- The Washington Times - Tuesday, February 2, 2021

The Washington Teachers Union is threatening to go on strike despite a restraining order reportedly requested by the District of Columbia to deter such action.

Union President Elizabeth Davis said Tuesday in a statement that “a vote of the membership could take place later this week to authorize the [union] executive board to call for a strike on a date to be determined.”

The announcement comes the same day that hundreds of D.C. public school students returned to the classrooms for the first time since March because of the coronavirus pandemic.

D.C. Public Schools (DCPS) and the union have sparred for months over plans to reopen schools and reached an agreement in December.

The union asked an arbitrator to review possible violations of the agreement by DCPS that were found to be largely unproven over the weekend.

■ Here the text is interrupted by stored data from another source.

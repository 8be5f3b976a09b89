use super::memory::LedgerSnapshot;

/// Observer notified after every successful mutator call.
///
/// The snapshot is complete and self-consistent; an implementation may
/// serialize it wholesale (the JSON payload shape is stable through serde).
/// Observers must not mutate the ledger from inside the callback.
pub trait LedgerObserver: Send + Sync {
    fn ledger_changed(&self, snapshot: &LedgerSnapshot);
}
//! Participant lifecycle: joins, edits, presence queries, and the
//! referential-integrity guard on deletion.

use std::sync::Arc;

use anyhow::Result;
use chrono::{NaiveDate, Utc};
use log::info;
use uuid::Uuid;

use crate::domain::commands::participant::{
    AddParticipantCommand, AddParticipantResult, DeleteParticipantCommand,
    DeleteParticipantResult, PeriodInput, UpdateParticipantCommand, UpdateParticipantResult,
};
use crate::domain::error::DomainError;
use crate::domain::models::{
    AdvanceContribution, Participant, ParticipationPeriod, Travel,
};
use crate::domain::presence;
use crate::storage::LedgerStore;

#[derive(Clone)]
pub struct ParticipantService {
    store: Arc<LedgerStore>,
}

impl ParticipantService {
    pub fn new(store: Arc<LedgerStore>) -> Self {
        Self { store }
    }

    /// Add a participant to the current travel. An optional initial
    /// contribution is recorded into the fund, dated at the travel start.
    pub fn add_participant(&self, command: AddParticipantCommand) -> Result<AddParticipantResult> {
        let mut travel = self.current_travel()?;

        let name = command.name.trim();
        if name.is_empty() {
            return Err(
                DomainError::Validation("participant name must not be empty".to_string()).into(),
            );
        }
        let periods = Self::build_periods(&travel, &command.participation_periods)?;

        let participant = Participant {
            id: Uuid::new_v4().to_string(),
            name: name.to_string(),
            email: command.email,
            participation_periods: periods,
        };
        travel.participants.push(participant.clone());

        if let Some(amount) = command.initial_contribution {
            if amount > 0.0 {
                travel.advance_contributions.push(AdvanceContribution {
                    id: Uuid::new_v4().to_string(),
                    participant_id: participant.id.clone(),
                    amount,
                    date: travel.start_date,
                    comment: Some("Initial contribution".to_string()),
                    created: Utc::now(),
                });
            }
        }

        travel.updated = Utc::now();
        self.store.replace_travel(travel);
        info!("added participant '{}'", participant.name);

        Ok(AddParticipantResult { participant })
    }

    pub fn update_participant(
        &self,
        command: UpdateParticipantCommand,
    ) -> Result<UpdateParticipantResult> {
        let mut travel = self.current_travel()?;

        let new_periods = match &command.participation_periods {
            Some(inputs) => Some(Self::build_periods(&travel, inputs)?),
            None => None,
        };

        let participant = travel
            .participants
            .iter_mut()
            .find(|p| p.id == command.participant_id)
            .ok_or_else(|| DomainError::ParticipantNotFound(command.participant_id.clone()))?;

        if let Some(name) = command.name {
            let name = name.trim().to_string();
            if name.is_empty() {
                return Err(DomainError::Validation(
                    "participant name must not be empty".to_string(),
                )
                .into());
            }
            participant.name = name;
        }
        if let Some(email) = command.email {
            participant.email = Some(email);
        }
        if let Some(periods) = new_periods {
            participant.participation_periods = periods;
        }

        let updated = participant.clone();
        travel.updated = Utc::now();
        self.store.replace_travel(travel);
        info!("updated participant '{}'", updated.name);

        Ok(UpdateParticipantResult {
            participant: updated,
        })
    }

    /// Remove a participant, refused while any expense payer entry, any
    /// share entry with `included = true`, or any contribution still points
    /// at them. No partial mutation happens on refusal.
    pub fn delete_participant(
        &self,
        command: DeleteParticipantCommand,
    ) -> Result<DeleteParticipantResult> {
        let mut travel = self.current_travel()?;

        let participant = travel
            .participant(&command.participant_id)
            .ok_or_else(|| DomainError::ParticipantNotFound(command.participant_id.clone()))?
            .clone();

        if Self::is_referenced(&travel, &participant.id) {
            return Err(DomainError::ReferentialBlock {
                name: participant.name,
            }
            .into());
        }

        travel.participants.retain(|p| p.id != participant.id);
        // drop the idle included=false rows pointing at the removed participant
        for expense in &mut travel.expenses {
            expense
                .shared_among
                .retain(|s| s.participant_id != participant.id);
        }
        travel.updated = Utc::now();
        self.store.replace_travel(travel);
        info!("removed participant '{}'", participant.name);

        Ok(DeleteParticipantResult {
            success_message: format!("Participant '{}' removed from the travel", participant.name),
        })
    }

    /// Presence on a date, used to default share inclusion for new expenses
    /// and to render a "not present" hint. False for unknown participants or
    /// when no travel is selected.
    pub fn is_participant_present_on_date(&self, participant_id: &str, date: NaiveDate) -> bool {
        self.store
            .current_travel()
            .as_ref()
            .and_then(|travel| travel.participant(participant_id))
            .map(|participant| presence::is_present(participant, date))
            .unwrap_or(false)
    }

    fn current_travel(&self) -> Result<Travel> {
        self.store
            .current_travel()
            .ok_or_else(|| DomainError::NoCurrentTravel.into())
    }

    fn build_periods(
        travel: &Travel,
        inputs: &[PeriodInput],
    ) -> Result<Vec<ParticipationPeriod>> {
        inputs
            .iter()
            .map(|input| {
                let period = ParticipationPeriod {
                    id: Uuid::new_v4().to_string(),
                    start_date: input.start_date,
                    end_date: input.end_date,
                };
                if period.start_date > period.end_date {
                    return Err(DomainError::Validation(format!(
                        "period start {} is after its end {}",
                        period.start_date, period.end_date
                    ))
                    .into());
                }
                if !travel.contains_period(&period) {
                    return Err(DomainError::InvalidPeriod {
                        start: period.start_date,
                        end: period.end_date,
                    }
                    .into());
                }
                Ok(period)
            })
            .collect()
    }

    fn is_referenced(travel: &Travel, participant_id: &str) -> bool {
        let in_expenses = travel.expenses.iter().any(|expense| {
            expense
                .paid_by
                .iter()
                .any(|payer| payer.participant_id == participant_id)
                || expense
                    .shared_among
                    .iter()
                    .any(|share| share.participant_id == participant_id && share.included)
        });
        let in_contributions = travel
            .advance_contributions
            .iter()
            .any(|c| c.participant_id == participant_id);

        in_expenses || in_contributions
    }
}

#[cfg(test)]
mod tests {
    use super::*;
    use crate::domain::commands::contribution::AddContributionCommand;
    use crate::domain::commands::expense::CreateExpenseCommand;
    use crate::domain::models::ExpenseType;
    use crate::test_utils::{
        backend_with_participants, backend_with_travel, payer, share_input, ymd,
    };

    fn add_command(name: &str, periods: Vec<PeriodInput>) -> AddParticipantCommand {
        AddParticipantCommand {
            name: name.to_string(),
            email: None,
            participation_periods: periods,
            initial_contribution: None,
        }
    }

    #[test]
    fn test_add_participant_requires_current_travel() {
        let backend = crate::Backend::new();
        let err = backend
            .participant_service
            .add_participant(add_command("Anna", vec![]))
            .unwrap_err();
        assert!(matches!(
            err.downcast_ref::<DomainError>(),
            Some(DomainError::NoCurrentTravel)
        ));
    }

    #[test]
    fn test_add_participant_with_period_inside_window() {
        // travel window is 2025-07-01 .. 2025-07-10
        let backend = backend_with_travel();
        let result = backend
            .participant_service
            .add_participant(add_command(
                "Anna",
                vec![PeriodInput {
                    start_date: ymd(2025, 7, 2),
                    end_date: ymd(2025, 7, 8),
                }],
            ))
            .unwrap();

        assert_eq!(result.participant.participation_periods.len(), 1);
        assert!(backend
            .participant_service
            .is_participant_present_on_date(&result.participant.id, ymd(2025, 7, 2)));
        assert!(!backend
            .participant_service
            .is_participant_present_on_date(&result.participant.id, ymd(2025, 7, 9)));
    }

    #[test]
    fn test_period_outside_travel_window_is_rejected() {
        let backend = backend_with_travel();
        let err = backend
            .participant_service
            .add_participant(add_command(
                "Anna",
                vec![PeriodInput {
                    start_date: ymd(2025, 6, 30),
                    end_date: ymd(2025, 7, 5),
                }],
            ))
            .unwrap_err();
        assert!(matches!(
            err.downcast_ref::<DomainError>(),
            Some(DomainError::InvalidPeriod { .. })
        ));
        // nothing was added
        assert!(backend
            .travel_service
            .current_travel()
            .unwrap()
            .participants
            .is_empty());
    }

    #[test]
    fn test_inverted_period_is_rejected() {
        let backend = backend_with_travel();
        let err = backend
            .participant_service
            .add_participant(add_command(
                "Anna",
                vec![PeriodInput {
                    start_date: ymd(2025, 7, 8),
                    end_date: ymd(2025, 7, 2),
                }],
            ))
            .unwrap_err();
        assert!(matches!(
            err.downcast_ref::<DomainError>(),
            Some(DomainError::Validation(_))
        ));
    }

    #[test]
    fn test_initial_contribution_is_recorded() {
        let backend = backend_with_travel();
        let participant = backend
            .participant_service
            .add_participant(AddParticipantCommand {
                initial_contribution: Some(75.0),
                ..add_command("Anna", vec![])
            })
            .unwrap()
            .participant;

        let travel = backend.travel_service.current_travel().unwrap();
        assert_eq!(travel.advance_contributions.len(), 1);
        let contribution = &travel.advance_contributions[0];
        assert_eq!(contribution.participant_id, participant.id);
        assert_eq!(contribution.amount, 75.0);
        assert_eq!(contribution.date, travel.start_date);
    }

    #[test]
    fn test_update_participant_periods() {
        let (backend, ids) = backend_with_participants(&["Anna"]);
        let updated = backend
            .participant_service
            .update_participant(UpdateParticipantCommand {
                participant_id: ids[0].clone(),
                name: Some("Anna B".to_string()),
                email: Some("anna@example.com".to_string()),
                participation_periods: Some(vec![PeriodInput {
                    start_date: ymd(2025, 7, 5),
                    end_date: ymd(2025, 7, 10),
                }]),
            })
            .unwrap()
            .participant;

        assert_eq!(updated.name, "Anna B");
        assert_eq!(updated.email.as_deref(), Some("anna@example.com"));
        assert!(!backend
            .participant_service
            .is_participant_present_on_date(&ids[0], ymd(2025, 7, 4)));
        assert!(backend
            .participant_service
            .is_participant_present_on_date(&ids[0], ymd(2025, 7, 5)));
    }

    #[test]
    fn test_delete_blocked_by_payer_entry() {
        let (backend, ids) = backend_with_participants(&["Anna", "Ben"]);
        backend
            .expense_service
            .create_expense(CreateExpenseCommand {
                amount: 20.0,
                date: ymd(2025, 7, 2),
                expense_type: ExpenseType::Meal,
                custom_type: None,
                paid_by: vec![payer(&ids[0], 20.0)],
                paid_from_fund: false,
                shared_among: vec![share_input(&ids[1], true, 1.0)],
                comment: None,
            })
            .unwrap();

        let err = backend
            .participant_service
            .delete_participant(DeleteParticipantCommand {
                participant_id: ids[0].clone(),
            })
            .unwrap_err();
        assert!(matches!(
            err.downcast_ref::<DomainError>(),
            Some(DomainError::ReferentialBlock { .. })
        ));
    }

    #[test]
    fn test_delete_blocked_by_contribution() {
        let (backend, ids) = backend_with_participants(&["Anna"]);
        backend
            .contribution_service
            .add_contribution(AddContributionCommand {
                participant_id: ids[0].clone(),
                amount: 10.0,
                date: ymd(2025, 7, 1),
                comment: None,
            })
            .unwrap();

        assert!(backend
            .participant_service
            .delete_participant(DeleteParticipantCommand {
                participant_id: ids[0].clone(),
            })
            .is_err());
    }

    #[test]
    fn test_delete_allowed_with_excluded_share_entries() {
        // normalization gives every participant an included=false row;
        // those alone must not block deletion
        let (backend, ids) = backend_with_participants(&["Anna", "Ben", "Cleo"]);
        backend
            .expense_service
            .create_expense(CreateExpenseCommand {
                amount: 30.0,
                date: ymd(2025, 7, 2),
                expense_type: ExpenseType::Meal,
                custom_type: None,
                paid_by: vec![payer(&ids[0], 30.0)],
                paid_from_fund: false,
                shared_among: vec![
                    share_input(&ids[0], true, 1.0),
                    share_input(&ids[1], true, 1.0),
                    share_input(&ids[2], false, 1.0),
                ],
                comment: None,
            })
            .unwrap();

        backend
            .participant_service
            .delete_participant(DeleteParticipantCommand {
                participant_id: ids[2].clone(),
            })
            .unwrap();

        let travel = backend.travel_service.current_travel().unwrap();
        assert_eq!(travel.participants.len(), 2);
        assert!(travel.expenses[0]
            .shared_among
            .iter()
            .all(|s| s.participant_id != ids[2]));
    }
}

The arbitrator did find that two schools should not reopen until coronavirus safety issues are resolved and building walkthroughs are conducted.

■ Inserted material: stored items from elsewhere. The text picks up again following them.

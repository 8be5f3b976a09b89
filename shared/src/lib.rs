use serde::{Deserialize, Serialize};

/// A travel: the root aggregate for one group trip.
///
/// Date-only fields (`start_date`, `end_date`, expense and contribution
/// dates) are ISO 8601 calendar dates (`YYYY-MM-DD`); audit timestamps are
/// RFC 3339.
#[derive(Debug, Clone, PartialEq, Serialize, Deserialize)]
pub struct Travel {
    pub id: String,
    pub name: String,
    /// First day of the trip (inclusive)
    pub start_date: String,
    /// Last day of the trip (inclusive)
    pub end_date: String,
    /// Display currency tag, e.g. "EUR"
    pub currency: String,
    pub description: Option<String>,
    pub participants: Vec<Participant>,
    pub expenses: Vec<Expense>,
    pub advance_contributions: Vec<AdvanceContribution>,
    pub created: String,
    pub updated: String,
}

#[derive(Debug, Clone, PartialEq, Serialize, Deserialize)]
pub struct Participant {
    pub id: String,
    pub name: String,
    pub email: Option<String>,
    pub participation_periods: Vec<ParticipationPeriod>,
}

/// A sub-range of the travel during which a participant is present.
/// Both bounds are inclusive calendar dates.
#[derive(Debug, Clone, PartialEq, Serialize, Deserialize)]
pub struct ParticipationPeriod {
    pub id: String,
    pub start_date: String,
    pub end_date: String,
}

/// Category tag for an expense
#[derive(Debug, Clone, Copy, PartialEq, Eq, Serialize, Deserialize)]
pub enum ExpenseType {
    Meal,
    Fuel,
    Hotel,
    Custom,
}

impl ExpenseType {
    pub fn label(&self) -> &'static str {
        match self {
            ExpenseType::Meal => "Meal",
            ExpenseType::Fuel => "Fuel",
            ExpenseType::Hotel => "Hotel",
            ExpenseType::Custom => "Custom",
        }
    }
}

#[derive(Debug, Clone, PartialEq, Serialize, Deserialize)]
pub struct Expense {
    pub id: String,
    /// Total expense amount in the travel currency (two-decimal unit)
    pub amount: f64,
    pub date: String,
    pub expense_type: ExpenseType,
    /// Free-form label, only meaningful for `ExpenseType::Custom`
    pub custom_type: Option<String>,
    /// Who advanced the money; empty when `paid_from_fund` is true
    pub paid_by: Vec<ExpensePayer>,
    /// True when the amount was drawn from the shared travel fund
    pub paid_from_fund: bool,
    /// One entry per travel participant, excluded ones with `included = false`
    pub shared_among: Vec<ExpenseShare>,
    pub comment: Option<String>,
    pub created: String,
    pub updated: String,
}

impl Expense {
    /// Category label including the custom tag, e.g. "Custom: Museum"
    pub fn type_label(&self) -> String {
        match (&self.expense_type, &self.custom_type) {
            (ExpenseType::Custom, Some(label)) => format!("Custom: {}", label),
            (expense_type, _) => expense_type.label().to_string(),
        }
    }
}

#[derive(Debug, Clone, PartialEq, Serialize, Deserialize)]
pub struct ExpensePayer {
    pub participant_id: String,
    pub amount: f64,
}

#[derive(Debug, Clone, PartialEq, Serialize, Deserialize)]
pub struct ExpenseShare {
    pub participant_id: String,
    pub included: bool,
    /// Positive weight for unequal splits (0.5 = half share)
    pub weight: f64,
}

/// Money a participant put into the shared fund ahead of time
#[derive(Debug, Clone, PartialEq, Serialize, Deserialize)]
pub struct AdvanceContribution {
    pub id: String,
    pub participant_id: String,
    pub amount: f64,
    pub date: String,
    pub comment: Option<String>,
    pub created: String,
}

/// Derived per-participant settlement row (not persisted)
#[derive(Debug, Clone, PartialEq, Serialize, Deserialize)]
pub struct Settlement {
    pub participant_id: String,
    pub name: String,
    /// Sum of advance contributions into the fund
    pub advance_paid: f64,
    /// Sum of non-fund expense amounts this participant advanced
    pub personally_paid: f64,
    /// Weighted share of all expenses, fund-paid included
    pub expense_share: f64,
    /// Amount still owed to the group
    pub due_amount: f64,
    /// Amount the group owes back
    pub refund_amount: f64,
    /// Refund left in the group instead of being paid out
    pub donated: bool,
}

impl Settlement {
    /// Everything this participant put in, fund contributions included
    pub fn total_paid(&self) -> f64 {
        self.advance_paid + self.personally_paid
    }
}

/// A minimized pairwise payment that reduces balances toward zero
#[derive(Debug, Clone, PartialEq, Serialize, Deserialize)]
pub struct Transfer {
    pub from: String,
    pub to: String,
    pub amount: f64,
}

/// One exported document: a filename plus its full text content
#[derive(Debug, Clone, PartialEq, Serialize, Deserialize)]
pub struct ExportDocument {
    pub filename: String,
    pub content: String,
}

#[derive(Debug, Clone, PartialEq, Serialize, Deserialize)]
pub struct ExportToPathRequest {
    /// Directory the export documents are written into
    pub directory: String,
}

#[derive(Debug, Clone, PartialEq, Serialize, Deserialize)]
pub struct ExportToPathResponse {
    /// Absolute paths of the files that were written
    pub written_files: Vec<String>,
}

#[cfg(test)]
mod tests {
    use super::*;

    #[test]
    fn test_expense_type_labels() {
        assert_eq!(ExpenseType::Meal.label(), "Meal");
        assert_eq!(ExpenseType::Fuel.label(), "Fuel");
        assert_eq!(ExpenseType::Hotel.label(), "Hotel");
        assert_eq!(ExpenseType::Custom.label(), "Custom");
    }

    #[test]
    fn test_expense_type_label_with_custom_tag() {
        let expense = Expense {
            id: "e1".to_string(),
            amount: 12.5,
            date: "2025-07-03".to_string(),
            expense_type: ExpenseType::Custom,
            custom_type: Some("Museum".to_string()),
            paid_by: vec![],
            paid_from_fund: true,
            shared_among: vec![],
            comment: None,
            created: "2025-07-03T10:00:00Z".to_string(),
            updated: "2025-07-03T10:00:00Z".to_string(),
        };
        assert_eq!(expense.type_label(), "Custom: Museum");

        let plain = Expense {
            expense_type: ExpenseType::Fuel,
            custom_type: None,
            ..expense
        };
        assert_eq!(plain.type_label(), "Fuel");
    }

    #[test]
    fn test_settlement_total_paid() {
        let settlement = Settlement {
            participant_id: "p1".to_string(),
            name: "Anna".to_string(),
            advance_paid: 50.0,
            personally_paid: 90.0,
            expense_share: 30.0,
            due_amount: 0.0,
            refund_amount: 110.0,
            donated: false,
        };
        assert_eq!(settlement.total_paid(), 140.0);
    }
}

“The WTU, however, believes there are other safety violations of its memorandum of agreement with DCPS and unhealthy conditions at multiple schools. The WTU is asking for additional school-by-school walkthroughs … conducted with WTU, mayoral and DCPS staff,” the statement says.

D.C. Attorney General Karl A. Racine reportedly filed a restraining order against the union on Monday in an effort to thwart a strike planned this week if the union’s arbitration claims did not succeed.

The city claims that D.C. law and the union’s collective bargaining agreement with DCPS prohibit government employees or unions from striking, WTOP reported.

As of midday Tuesday, a judge has not yet issued a ruling on the 14-day temporary restraining order request.